From the data below, give the number of lines holding the word "Example", with nothing else added.

= = = =

//! Training state store
//!
//! One shared record for the single simulated training job. Status changes
//! are plain assignments: the store never refuses a transition, it only
//! logs the ones outside the nominal lifecycle.

use chrono::Utc;
use rand::Rng;
use tracing::{info, warn};
use uuid::Uuid;

use super::observable::{Store, Subscription};
use crate::config::TrainingSimConfig;
use crate::domain::{
    ActionStatsPatch, BestCheckpoint, CandleData, CurrentEpisode, EpisodeAction, EpisodePatch,
    EpisodeTrade, LearningCurvePoint, LogLevel, ProgressPatch, RingBuffer, StateHealthPatch,
    TradePerformance, TradePerformancePatch, TrainingLog, TrainingProgress, TrainingState, TrainingStatus,
};
use crate::mock::{generate_initial_candles, generate_initial_learning_curve};

/// ETA shown for a freshly started job (8 hours)
pub const FRESH_JOB_ETA_SECS: f64 = 28_800.0;

const DEMO_EXPERIMENT_ID: &str = "exp-002";
const DEMO_EXPERIMENT_NAME: &str = "DQN_ETHUSDT_ICT";
const DEMO_CURVE_POINTS: u64 = 111;

/// Closed trades shown for the demo episode, newest first
fn seed_recent_trades(now_ms: i64) -> Vec<EpisodeTrade> {
    let minutes_ago = |m: i64| now_ms - m * 60_000;
    vec![
        EpisodeTrade {
            id: 10,
            action: EpisodeAction::Buy,
            entry_price: 42300.0,
            exit_price: None,
            pnl: 120.0,
            duration: 78,
            timestamp: minutes_ago(78),
        },
        EpisodeTrade {
            id: 9,
            action: EpisodeAction::Sell,
            entry_price: 42100.0,
            exit_price: Some(42300.0),
            pnl: 85.0,
            duration: 126,
            timestamp: minutes_ago(204),
        },
        EpisodeTrade {
            id: 8,
            action: EpisodeAction::Buy,
            entry_price: 42050.0,
            exit_price: Some(42100.0),
            pnl: -45.0,
            duration: 48,
            timestamp: minutes_ago(252),
        },
        EpisodeTrade {
            id: 7,
            action: EpisodeAction::Flat,
            entry_price: 41800.0,
            exit_price: Some(42050.0),
            pnl: 235.0,
            duration: 252,
            timestamp: minutes_ago(504),
        },
    ]
}

fn seed_logs(now_ms: i64, capacity: usize) -> RingBuffer<TrainingLog> {
    let lines = [
        (LogLevel::Info, "Step 225000: Checkpoint saved"),
        (LogLevel::Info, "Episode 110 complete. Reward: +1250.5"),
        (LogLevel::Warn, "High gradient norm detected (2.5). Step 224500"),
        (LogLevel::Info, "Best model updated (Sharpe: 1.65)"),
        (LogLevel::Info, "Learning rate adjusted: 3e-4 → 2.8e-4"),
    ];

    RingBuffer::from_iter_back(
        capacity,
        lines.iter().enumerate().map(|(i, (level, message))| TrainingLog {
            id: format!("log-{}", i + 1),
            timestamp: now_ms - (i as i64 + 1) * 60_000,
            level: *level,
            message: message.to_string(),
        }),
    )
}

/// Demo job that is already 45% through training
pub fn demo_training_state<R: Rng + ?Sized>(
    rng: &mut R,
    candle_capacity: usize,
    log_capacity: usize,
    initial_candle_price: f64,
    step_stride: u64,
    now_ms: i64,
) -> TrainingState {
    let mut episode = CurrentEpisode::new(candle_capacity);
    episode.recent_trades = seed_recent_trades(now_ms);
    episode.price_data.extend_back(generate_initial_candles(
        rng,
        candle_capacity,
        initial_candle_price,
        now_ms,
    ));

    TrainingState {
        status: TrainingStatus::Running,
        progress: TrainingProgress::default(),
        trade_performance: TradePerformance::default(),
        learning_curve: generate_initial_learning_curve(rng, DEMO_CURVE_POINTS, step_stride, now_ms),
        current_episode: episode,
        logs: seed_logs(now_ms, log_capacity),
        best_checkpoint: Some(BestCheckpoint {
            step: 200_000,
            sharpe: 1.65,
            saved_at: now_ms - 3_600_000,
        }),
        ..TrainingState::idle(DEMO_EXPERIMENT_ID, DEMO_EXPERIMENT_NAME, candle_capacity, log_capacity)
    }
}

#[derive(Clone)]
pub struct TrainingStore {
    state: Store<TrainingState>,
}

impl TrainingStore {
    pub fn new(initial: TrainingState) -> Self {
        Self {
            state: Store::new(initial),
        }
    }

    /// Store seeded with the running demo job
    pub fn demo(config: &TrainingSimConfig) -> Self {
        let mut rng = rand::thread_rng();
        Self::new(demo_training_state(
            &mut rng,
            config.candle_capacity,
            config.log_capacity,
            config.initial_candle_price,
            config.step_stride,
            Utc::now().timestamp_millis(),
        ))
    }

    pub fn snapshot(&self) -> TrainingState {
        self.state.get()
    }

    pub fn read<R>(&self, f: impl FnOnce(&TrainingState) -> R) -> R {
        self.state.read(f)
    }

    /// Apply several changes as one notification
    pub fn update(&self, f: impl FnOnce(&mut TrainingState)) {
        self.state.update(f);
    }

    pub fn status(&self) -> TrainingStatus {
        self.state.read(|s| s.status)
    }

    pub fn store(&self) -> &Store<TrainingState> {
        &self.state
    }

    pub fn subscribe<F>(&self, listener: F) -> Subscription
    where
        F: Fn(&TrainingState) + Send + Sync + 'static,
    {
        self.state.subscribe(listener)
    }

    pub fn set_status(&self, status: TrainingStatus) {
        self.state.update(|s| transition(s, status));
    }

    pub fn update_progress(&self, patch: ProgressPatch) {
        self.state.update(|s| patch.apply(&mut s.progress));
    }

    pub fn add_learning_curve_point(&self, point: LearningCurvePoint) {
        self.state.update(|s| s.learning_curve.push(point));
    }

    pub fn update_action_stats(&self, patch: ActionStatsPatch) {
        self.state.update(|s| patch.apply(&mut s.action_stats));
    }

    pub fn update_state_health(&self, patch: StateHealthPatch) {
        self.state.update(|s| patch.apply(&mut s.state_health));
    }

    pub fn update_trade_performance(&self, patch: TradePerformancePatch) {
        self.state.update(|s| patch.apply(&mut s.trade_performance));
    }

    pub fn update_current_episode(&self, patch: EpisodePatch) {
        self.state.update(|s| patch.apply(&mut s.current_episode));
    }

    /// Prepend a log line; the oldest line drops off once the buffer is full
    pub fn add_log(&self, level: LogLevel, message: impl Into<String>) {
        let message = message.into();
        self.state.update(|s| push_log(s, level, message));
    }

    pub fn add_price_candle(&self, candle: CandleData) {
        self.state.update(|s| {
            s.current_episode.price_data.push_back(candle);
        });
    }

    /// Back to idle with nothing recorded; the experiment identity is kept
    pub fn reset(&self) {
        self.state.update(|s| {
            let candle_capacity = s.current_episode.price_data.capacity();
            let log_capacity = s.logs.capacity();
            let mut fresh =
                TrainingState::idle(&s.experiment_id, &s.experiment_name, candle_capacity, log_capacity);
            fresh.current_episode.recent_trades = seed_recent_trades(Utc::now().timestamp_millis());
            *s = fresh;
        });
        info!("Training state reset");
    }

    /// Begin a new job: zeroed progress, empty curve, a single start log line
    pub fn start_training(&self, experiment_id: &str, experiment_name: &str) {
        self.state.update(|s| {
            s.experiment_id = experiment_id.to_string();
            s.experiment_name = experiment_name.to_string();
            transition(s, TrainingStatus::Running);
            s.progress = TrainingProgress::fresh(FRESH_JOB_ETA_SECS);
            s.learning_curve.clear();
            s.logs.clear();
            s.logs.push_front(TrainingLog {
                id: "log-start".to_string(),
                timestamp: Utc::now().timestamp_millis(),
                level: LogLevel::Info,
                message: format!("Training started for {experiment_name}"),
            });
        });
        info!(experiment_id, experiment_name, "Training started");
    }

    pub fn pause_training(&self) {
        self.change_status_with_log(TrainingStatus::Paused, "Training paused");
    }

    pub fn resume_training(&self) {
        self.change_status_with_log(TrainingStatus::Running, "Training resumed");
    }

    pub fn stop_training(&self) {
        self.change_status_with_log(TrainingStatus::Completed, "Training stopped. Final checkpoint saved.");
    }

    fn change_status_with_log(&self, status: TrainingStatus, message: &str) {
        self.state.update(|s| {
            transition(s, status);
            push_log(s, LogLevel::Info, message.to_string());
        });
        info!(status = %status, "{message}");
    }
}

fn transition(state: &mut TrainingState, target: TrainingStatus) {
    if !state.status.is_nominal_transition(target) {
        warn!(
            from = %state.status,
            to = %target,
            experiment_id = %state.experiment_id,
            "Applying training status change outside the nominal lifecycle"
        );
    }
    state.status = target;
}

fn push_log(state: &mut TrainingState, level: LogLevel, message: String) {
    state.logs.push_front(TrainingLog {
        id: format!("log-{}", Uuid::new_v4().simple()),
        timestamp: Utc::now().timestamp_millis(),
        level,
        message,
    });
}

#[cfg(test)]
mod tests {
    use super::*;
    use rand::rngs::StdRng;
    use rand::SeedableRng;

    fn demo_store() -> TrainingStore {
        let mut rng = StdRng::seed_from_u64(17);
        TrainingStore::new(demo_training_state(&mut rng, 200, 100, 41500.0, 2048, 1_700_000_000_000))
    }

    #[test]
    fn test_demo_state() {
        let s = demo_store().snapshot();
        assert_eq!(s.experiment_id, "exp-002");
        assert_eq!(s.status, TrainingStatus::Running);
        assert_eq!(s.progress.progress, 45.0);
        assert_eq!(s.learning_curve.len(), 111);
        assert_eq!(s.current_episode.price_data.len(), 200);
        assert_eq!(s.current_episode.recent_trades.len(), 4);
        assert_eq!(s.logs.len(), 5);
        assert_eq!(s.logs.front().unwrap().message, "Step 225000: Checkpoint saved");
        assert_eq!(s.best_checkpoint.as_ref().unwrap().step, 200_000);
    }

    #[test]
    fn test_start_training_resets_job() {
        let store = demo_store();
        store.start_training("exp-9", "Fresh");
        let s = store.snapshot();
        assert_eq!(s.status, TrainingStatus::Running);
        assert_eq!(s.progress.current_step, 0);
        assert_eq!(s.progress.eta, FRESH_JOB_ETA_SECS);
        assert!(s.learning_curve.is_empty());
        assert_eq!(s.logs.len(), 1);
        assert_eq!(s.logs.front().unwrap().message, "Training started for Fresh");
        // Candle window survives a restart
        assert_eq!(s.current_episode.price_data.len(), 200);
    }

    #[test]
    fn test_logs_newest_first_and_bounded() {
        let store = demo_store();
        for i in 0..250 {
            store.add_log(LogLevel::Debug, format!("line {i}"));
        }
        let s = store.snapshot();
        assert_eq!(s.logs.len(), 100);
        assert_eq!(s.logs.front().unwrap().message, "line 249");
        assert_eq!(s.logs.back().unwrap().message, "line 150");
    }

    #[test]
    fn test_pause_after_complete_is_applied() {
        let store = demo_store();
        store.stop_training();
        store.pause_training();
        let s = store.snapshot();
        assert_eq!(s.status, TrainingStatus::Paused);
        assert_eq!(s.logs.get(0).unwrap().message, "Training paused");
        assert_eq!(s.logs.get(1).unwrap().message, "Training stopped. Final checkpoint saved.");
    }

    #[test]
    fn test_reset_keeps_identity() {
        let store = demo_store();
        store.reset();
        let s = store.snapshot();
        assert_eq!(s.status, TrainingStatus::Idle);
        assert_eq!(s.experiment_id, "exp-002");
        assert_eq!(s.progress.progress, 0.0);
        assert_eq!(s.trade_performance.cumulative_pnl, 0.0);
        assert!(s.learning_curve.is_empty());
        assert!(s.logs.is_empty());
        assert!(s.best_checkpoint.is_none());
        assert_eq!(s.logs.capacity(), 100);
    }

    #[test]
    fn test_candle_window_is_bounded() {
        let store = demo_store();
        let last = store.read(|s| s.last_candle().cloned()).unwrap();
        for i in 0..10 {
            let mut candle = last.clone();
            candle.timestamp += i + 1;
            store.add_price_candle(candle);
        }
        let s = store.snapshot();
        assert_eq!(s.current_episode.price_data.len(), 200);
        assert_eq!(s.last_candle().unwrap().timestamp, last.timestamp + 10);
    }
}
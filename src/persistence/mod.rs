//! Durable local persistence
//!
//! Only UI preferences and saved experiment configurations survive a
//! restart; everything else is session state.

pub mod local_storage;

pub use local_storage::{load_json, store_json, FileStorage, LocalStorage, MemoryStorage};
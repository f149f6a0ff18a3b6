//! Replacement Variables - `%%name%%` Placeholder Substitution
//!
//! Unknown placeholders stay verbatim. Substituted values are not re-scanned.

use std::collections::BTreeMap;

const DELIMITER: &str = "%%";

fn is_var_char(c: char) -> bool {
    c.is_ascii_alphanumeric() || c == '_' || c == '-'
}

/// Replace every known `%%name%%` token in `template` with its value.
pub fn replace(template: &str, vars: &BTreeMap<String, String>) -> String {
    if vars.is_empty() || !template.contains(DELIMITER) {
        return template.to_string();
    }

    let mut out = String::with_capacity(template.len());
    let mut rest = template;

    while let Some(start) = rest.find(DELIMITER) {
        out.push_str(&rest[..start]);
        let after_open = &rest[start + DELIMITER.len()..];

        let name_len = after_open
            .find(|c: char| !is_var_char(c))
            .unwrap_or(after_open.len());
        let name = &after_open[..name_len];
        let closed = after_open[name_len..].starts_with(DELIMITER);

        match vars.get(name) {
            Some(value) if closed && !name.is_empty() => {
                out.push_str(value);
                rest = &after_open[name_len + DELIMITER.len()..];
            }
            _ => {
                // Keep the opening delimiter and rescan from the next char so a
                // closing `%%` can open the following token.
                out.push_str(&rest[start..start + 1]);
                rest = &rest[start + 1..];
            }
        }
    }

    out.push_str(rest);
    out
}

#[cfg(test)]
mod tests {
    use super::*;

    fn vars(pairs: &[(&str, &str)]) -> BTreeMap<String, String> {
        pairs
            .iter()
            .map(|(k, v)| (k.to_string(), v.to_string()))
            .collect()
    }

    #[test]
    fn test_replaces_known_tokens() {
        let v = vars(&[("title", "Hello"), ("sitename", "Example")]);
        assert_eq!(replace("%%title%% %%sep%% %%sitename%%", &v), "Hello %%sep%% Example");
    }

    #[test]
    fn test_unknown_and_stray_delimiters_verbatim() {
        let v = vars(&[("title", "T")]);
        assert_eq!(replace("50%% off %%nope%%", &v), "50%% off %%nope%%");
        assert_eq!(replace("%%%%title%%", &v), "%%T");
        assert_eq!(replace("trailing %%", &v), "trailing %%");
    }

    #[test]
    fn test_adjacent_tokens() {
        let v = vars(&[("a", "1"), ("b", "2")]);
        assert_eq!(replace("%%a%%%%b%%", &v), "12");
    }

    #[test]
    fn test_values_not_rescanned() {
        let v = vars(&[("a", "%%b%%"), ("b", "oops")]);
        assert_eq!(replace("%%a%%", &v), "%%b%%");
    }

    #[test]
    fn test_empty_mapping_is_identity() {
        assert_eq!(replace("%%title%%", &BTreeMap::new()), "%%title%%");
    }

    #[test]
    fn test_non_ascii_text_preserved() {
        let v = vars(&[("title", "Ünïcödé")]);
        assert_eq!(replace("→ %%title%% ←", &v), "→ Ünïcödé ←");
    }
}
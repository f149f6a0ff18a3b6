//! Description Presenters - generate, filter, substitute, format
//!
//! The pipeline order is fixed. An empty or `"0"` final value omits the tag.

use std::collections::BTreeMap;

use crate::escape::esc_attr;
use crate::hooks::{self, FilterRegistry};
use crate::presentation::Presentation;
use crate::replace_vars;

use super::{DescriptionGenerator, Presenter, RenderContext};

#[derive(Debug, Clone, Copy, PartialEq, Eq)]
pub enum AttributeKind {
    /// `<meta name="...">`
    Name,
    /// `<meta property="...">`
    Property,
}

impl AttributeKind {
    fn as_str(self) -> &'static str {
        match self {
            AttributeKind::Name => "name",
            AttributeKind::Property => "property",
        }
    }
}

/// Fixed identity of a single-value text tag.
#[derive(Debug, Clone, Copy, PartialEq, Eq)]
pub struct DescriptionTag {
    pub presenter_name: &'static str,
    pub hook: &'static str,
    pub kind: AttributeKind,
    pub key: &'static str,
}

impl DescriptionTag {
    pub fn render(&self, value: &str) -> String {
        format!(
            r#"<meta {}="{}" content="{}" />"#,
            self.kind.as_str(),
            self.key,
            esc_attr(value)
        )
    }
}

pub const META_DESCRIPTION_TAG: DescriptionTag = DescriptionTag {
    presenter_name: "meta_description",
    hook: hooks::META_DESCRIPTION,
    kind: AttributeKind::Name,
    key: "description",
};

pub const TWITTER_DESCRIPTION_TAG: DescriptionTag = DescriptionTag {
    presenter_name: "twitter_description",
    hook: hooks::TWITTER_DESCRIPTION,
    kind: AttributeKind::Name,
    key: "twitter:description",
};

pub const OPEN_GRAPH_DESCRIPTION_TAG: DescriptionTag = DescriptionTag {
    presenter_name: "open_graph_description",
    hook: hooks::OPENGRAPH_DESCRIPTION,
    kind: AttributeKind::Property,
    key: "og:description",
};

/// Single-value tag presenter over any generator.
#[derive(Debug, Clone)]
pub struct DescriptionPresenter<G> {
    tag: DescriptionTag,
    generator: G,
}

impl<G: DescriptionGenerator> DescriptionPresenter<G> {
    pub fn new(tag: DescriptionTag, generator: G) -> Self {
        Self { tag, generator }
    }

    pub fn tag(&self) -> &DescriptionTag {
        &self.tag
    }

    /// Run the raw value through this tag's hook.
    ///
    /// A non-string callback result leaves `value` as it was.
    pub fn filter(&self, value: &str, presentation: &Presentation, filters: &FilterRegistry) -> String {
        filters.filtered_string(self.tag.hook, value, presentation)
    }

    pub fn replace_vars(&self, value: &str, presentation: &Presentation) -> String {
        replace_vars::replace(value, &self.generator.replacement_vars(presentation))
    }
}

impl<G: DescriptionGenerator> DescriptionGenerator for DescriptionPresenter<G> {
    fn generate(&self, presentation: &Presentation) -> String {
        self.generator.generate(presentation)
    }

    fn replacement_vars(&self, presentation: &Presentation) -> BTreeMap<String, String> {
        self.generator.replacement_vars(presentation)
    }
}

/// PHP-style truthiness: `""` and `"0"` both mean "no value".
fn is_falsy(value: &str) -> bool {
    value.is_empty() || value == "0"
}

impl<G: DescriptionGenerator> Presenter for DescriptionPresenter<G> {
    fn name(&self) -> &'static str {
        self.tag.presenter_name
    }

    fn present(&self, presentation: &Presentation, ctx: &RenderContext<'_>) -> String {
        let description = self.generate(presentation);
        let description = self.filter(&description, presentation, ctx.filters);
        let description = self.replace_vars(&description, presentation);

        if is_falsy(&description) {
            return String::new();
        }

        self.tag.render(&description)
    }
}

/// The page's configured meta description.
#[derive(Debug, Clone, Copy, Default)]
pub struct MetaDescription;

impl DescriptionGenerator for MetaDescription {
    fn generate(&self, presentation: &Presentation) -> String {
        presentation.meta_description.clone()
    }
}

/// Twitter description, falling back to another generator when unset.
#[derive(Debug, Clone, Default)]
pub struct TwitterDescription<F> {
    fallback: F,
}

impl<F: DescriptionGenerator> TwitterDescription<F> {
    pub fn new(fallback: F) -> Self {
        Self { fallback }
    }
}

impl<F: DescriptionGenerator> DescriptionGenerator for TwitterDescription<F> {
    fn generate(&self, presentation: &Presentation) -> String {
        if presentation.twitter_description.is_empty() {
            return self.fallback.generate(presentation);
        }
        presentation.twitter_description.clone()
    }
}

/// Open Graph description, falling back to another generator when unset.
#[derive(Debug, Clone, Default)]
pub struct OpenGraphDescription<F> {
    fallback: F,
}

impl<F: DescriptionGenerator> OpenGraphDescription<F> {
    pub fn new(fallback: F) -> Self {
        Self { fallback }
    }
}

impl<F: DescriptionGenerator> DescriptionGenerator for OpenGraphDescription<F> {
    fn generate(&self, presentation: &Presentation) -> String {
        if presentation.open_graph_description.is_empty() {
            return self.fallback.generate(presentation);
        }
        presentation.open_graph_description.clone()
    }
}

pub fn meta_description_presenter() -> DescriptionPresenter<MetaDescription> {
    DescriptionPresenter::new(META_DESCRIPTION_TAG, MetaDescription)
}

/// Twitter description backed by the meta description presenter's generator.
pub fn twitter_description_presenter(
) -> DescriptionPresenter<TwitterDescription<DescriptionPresenter<MetaDescription>>> {
    DescriptionPresenter::new(
        TWITTER_DESCRIPTION_TAG,
        TwitterDescription::new(meta_description_presenter()),
    )
}

pub fn open_graph_description_presenter(
) -> DescriptionPresenter<OpenGraphDescription<DescriptionPresenter<MetaDescription>>> {
    DescriptionPresenter::new(
        OPEN_GRAPH_DESCRIPTION_TAG,
        OpenGraphDescription::new(meta_description_presenter()),
    )
}
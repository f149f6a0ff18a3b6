//! Deprecated image collection API.
//!
//! Kept so older integrations keep running. Every call logs one deprecation
//! warning and returns a safe default. Nothing else in the crate uses this.

use crate::pipeline::HeadRenderer;
use crate::presentation::ImageDescriptor;

pub const DEPRECATED_SINCE: &str = "1.0.0";
pub const REPLACEMENT: &str = "presenters::ImagePresenter";

fn deprecated_function(method: &str) {
    tracing::warn!(
        method,
        since = DEPRECATED_SINCE,
        replacement = REPLACEMENT,
        "{} is deprecated",
        method
    );
}

/// Image attachment as the old API accepted it.
#[derive(Debug, Clone, PartialEq, Eq)]
pub enum LegacyAttachment {
    Url(String),
    Image(ImageDescriptor),
}

#[deprecated(since = "1.0.0", note = "use presenters::ImagePresenter")]
#[derive(Debug)]
pub struct OpenGraphImage {
    _private: (),
}

#[allow(deprecated)]
impl OpenGraphImage {
    /// Image ID used when the image is external.
    pub const EXTERNAL_IMAGE_ID: &'static str = "-1";

    fn shim() -> Self {
        Self { _private: () }
    }

    pub fn new(_image: Option<&str>, _opengraph: Option<&HeadRenderer>) -> Self {
        deprecated_function("OpenGraphImage::new");
        Self::shim()
    }

    pub fn show(&self) {
        deprecated_function("OpenGraphImage::show");
    }

    pub fn get_images(&self) -> Vec<ImageDescriptor> {
        deprecated_function("OpenGraphImage::get_images");
        vec![]
    }

    pub fn has_images(&self) -> bool {
        deprecated_function("OpenGraphImage::has_images");
        false
    }

    pub fn add_image(&mut self, _attachment: LegacyAttachment) {
        deprecated_function("OpenGraphImage::add_image");
    }

    /// Always -1: nothing is looked up anymore.
    pub fn add_image_by_url(&mut self, _url: &str) -> i64 {
        deprecated_function("OpenGraphImage::add_image_by_url");
        -1
    }

    pub fn add_image_by_id(&mut self, _attachment_id: u64) {
        deprecated_function("OpenGraphImage::add_image_by_id");
    }
}

#[allow(deprecated)]
impl Default for OpenGraphImage {
    fn default() -> Self {
        deprecated_function("OpenGraphImage::default");
        Self::shim()
    }
}
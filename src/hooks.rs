//! Filter Hooks - Named Extension Points
//!
//! The registry is an explicit value threaded through each render.
//! Callbacks may return any JSON value; consumers validate the result type.

use serde_json::Value;
use std::collections::BTreeMap;
use std::fmt;

use crate::presentation::Presentation;

#[cfg(feature = "test-hooks")]
use std::sync::atomic::{AtomicU32, Ordering};

#[cfg(feature = "test-hooks")]
static FILTER_CALL_COUNT: AtomicU32 = AtomicU32::new(0);

#[cfg(feature = "test-hooks")]
pub fn get_filter_call_count() -> u32 {
    FILTER_CALL_COUNT.load(Ordering::SeqCst)
}

#[cfg(feature = "test-hooks")]
pub fn reset_filter_call_count() {
    FILTER_CALL_COUNT.store(0, Ordering::SeqCst);
}

pub const OPENGRAPH_IMAGE: &str = "wpseo_opengraph_image";
pub const OPENGRAPH_DESCRIPTION: &str = "wpseo_opengraph_desc";
pub const TWITTER_DESCRIPTION: &str = "wpseo_twitter_description";
pub const META_DESCRIPTION: &str = "wpseo_metadesc";

/// Every hook name the presenters in this crate invoke.
pub const KNOWN_HOOKS: [&str; 4] = [
    META_DESCRIPTION,
    OPENGRAPH_DESCRIPTION,
    OPENGRAPH_IMAGE,
    TWITTER_DESCRIPTION,
];

pub type FilterFn = Box<dyn Fn(Value, &Presentation) -> Value + Send + Sync>;

/// Filter registry - ordered callbacks per hook name
#[derive(Default)]
pub struct FilterRegistry {
    filters: BTreeMap<String, Vec<FilterFn>>,
}

impl FilterRegistry {
    pub fn new() -> Self {
        Self::default()
    }

    /// Append a callback; callbacks run in registration order.
    pub fn add_filter<F>(&mut self, hook: &str, filter: F)
    where
        F: Fn(Value, &Presentation) -> Value + Send + Sync + 'static,
    {
        self.filters
            .entry(hook.to_string())
            .or_default()
            .push(Box::new(filter));
    }

    pub fn has_filters(&self, hook: &str) -> bool {
        self.filters.get(hook).map_or(false, |f| !f.is_empty())
    }

    pub fn remove_all(&mut self, hook: &str) {
        self.filters.remove(hook);
    }

    pub fn hook_names(&self) -> Vec<&str> {
        self.filters.keys().map(String::as_str).collect()
    }

    /// Run `value` through every callback of `hook`, each receiving the
    /// previous output. No callbacks means the value comes back unchanged.
    pub fn apply(&self, hook: &str, value: Value, presentation: &Presentation) -> Value {
        let Some(filters) = self.filters.get(hook) else {
            return value;
        };

        filters.iter().fold(value, |acc, filter| {
            #[cfg(feature = "test-hooks")]
            FILTER_CALL_COUNT.fetch_add(1, Ordering::SeqCst);

            filter(acc, presentation)
        })
    }

    /// Filter a string, keeping `original` when a callback returns a non-string.
    pub fn filtered_string(&self, hook: &str, original: &str, presentation: &Presentation) -> String {
        let filtered = self.apply(hook, Value::String(original.to_string()), presentation);
        expect_string(hook, filtered).unwrap_or_else(|| original.to_string())
    }
}

impl fmt::Debug for FilterRegistry {
    fn fmt(&self, f: &mut fmt::Formatter<'_>) -> fmt::Result {
        let counts: BTreeMap<&str, usize> = self
            .filters
            .iter()
            .map(|(hook, filters)| (hook.as_str(), filters.len()))
            .collect();
        f.debug_struct("FilterRegistry").field("filters", &counts).finish()
    }
}

/// Type guard for filter results.
pub fn expect_string(hook: &str, value: Value) -> Option<String> {
    match value {
        Value::String(s) => Some(s),
        other => {
            tracing::debug!(hook, returned = %other, "discarding non-string filter result");
            None
        }
    }
}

= = = =

TASK SOLUTION: 2